WHAT TO PRODUCE - Print the data that follows exactly.

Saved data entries
----------
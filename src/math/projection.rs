//! Web Mercator projection (EPSG:3857)
//!
//! Converts WGS84 lon/lat degrees to projected meters and back. The data
//! provider projects geometry with exactly these constants and operation
//! order; any divergence shows up as geometry drifting against the camera.

use std::f64::consts::PI;

use serde::{Deserialize, Serialize};

use crate::core::types::DVec2;

/// Earth half-circumference in meters (6378137 m × π)
pub const EARTH_HALF_CIRCUMFERENCE: f64 = 20037508.342789244;

/// Latitude limit of the square Mercator world, in degrees
pub const MAX_LATITUDE: f64 = 85.051129;

/// A WGS84 coordinate in degrees
#[derive(Clone, Copy, Debug, Default, PartialEq, Serialize, Deserialize)]
pub struct LonLat {
    pub lon: f64,
    pub lat: f64,
}

impl LonLat {
    pub const fn new(lon: f64, lat: f64) -> Self {
        Self { lon, lat }
    }
}

/// Project lon/lat degrees to Mercator meters
///
/// Latitude is clamped to ±[`MAX_LATITUDE`] so the poles stay finite.
///
/// # Examples
/// ```
/// use mosm::math::projection::forward;
///
/// let origin = forward(0.0, 0.0);
/// assert!(origin.x.abs() < 1e-9 && origin.y.abs() < 1e-9);
/// ```
#[inline]
pub fn forward(lon: f64, lat: f64) -> DVec2 {
    let x = lon * EARTH_HALF_CIRCUMFERENCE / 180.0;

    let lat_clamped = lat.clamp(-MAX_LATITUDE, MAX_LATITUDE);
    let lat_rad = (90.0 + lat_clamped) * PI / 360.0;
    let y = lat_rad.tan().ln() * EARTH_HALF_CIRCUMFERENCE / PI;

    DVec2::new(x, y)
}

/// Unproject Mercator meters back to lon/lat degrees
#[inline]
pub fn inverse(merc: DVec2) -> LonLat {
    let lon = merc.x * 180.0 / EARTH_HALF_CIRCUMFERENCE;
    let lat = (2.0 * (merc.y * PI / EARTH_HALF_CIRCUMFERENCE).exp().atan() - PI / 2.0) * 180.0 / PI;
    LonLat { lon, lat }
}
//! Core type aliases and re-exports

pub use glam::DVec2;

/// Standard Result type for the engine
pub type Result<T> = std::result::Result<T, crate::core::error::Error>;

/// OSM element id as carried on the wire (unsigned 64-bit)
pub type FeatureId = u64;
----------
WRITTEN RESPONSE -
filename src/math/projection.rs
//! Web Mercator projection (EPSG:3857)
//!
//! Converts WGS84 lon/lat degrees to projected meters and back. The data
//! provider projects geometry with exactly these constants and operation
//! order; any divergence shows up as geometry drifting against the camera.

use std::f64::consts::PI;

use serde::{Deserialize, Serialize};

use crate::core::types::DVec2;

/// Earth half-circumference in meters (6378137 m × π)
pub const EARTH_HALF_CIRCUMFERENCE: f64 = 20037508.342789244;

/// Latitude limit of the square Mercator world, in degrees
pub const MAX_LATITUDE: f64 = 85.051129;

/// A WGS84 coordinate in degrees
#[derive(Clone, Copy, Debug, Default, PartialEq, Serialize, Deserialize)]
pub struct LonLat {
    pub lon: f64,
    pub lat: f64,
}

impl LonLat {
    pub const fn new(lon: f64, lat: f64) -> Self {
        Self { lon, lat }
    }
}

/// Project lon/lat degrees to Mercator meters
///
/// Latitude is clamped to ±[`MAX_LATITUDE`] so the poles stay finite.
///
/// # Examples
/// ```
/// use mosm::math::projection::forward;
///
/// let origin = forward(0.0, 0.0);
/// assert!(origin.x.abs() < 1e-9 && origin.y.abs() < 1e-9);
/// ```
#[inline]
pub fn forward(lon: f64, lat: f64) -> DVec2 {
    let x = lon * EARTH_HALF_CIRCUMFERENCE / 180.0;

    let lat_clamped = lat.clamp(-MAX_LATITUDE, MAX_LATITUDE);
    let lat_rad = (90.0 + lat_clamped) * PI / 360.0;
    let y = lat_rad.tan().ln() * EARTH_HALF_CIRCUMFERENCE / PI;

    DVec2::new(x, y)
}

/// Unproject Mercator meters back to lon/lat degrees
#[inline]
pub fn inverse(merc: DVec2) -> LonLat {
    let lon = merc.x * 180.0 / EARTH_HALF_CIRCUMFERENCE;
    let lat = (2.0 * (merc.y * PI / EARTH_HALF_CIRCUMFERENCE).exp().atan() - PI / 2.0) * 180.0 / PI;
    LonLat { lon, lat }
}
//! Core type aliases and re-exports

pub use glam::DVec2;

/// Standard Result type for the engine
pub type Result<T> = std::result::Result<T, crate::core::error::Error>;

/// OSM element id as carried on the wire (unsigned 64-bit)
pub type FeatureId = u64;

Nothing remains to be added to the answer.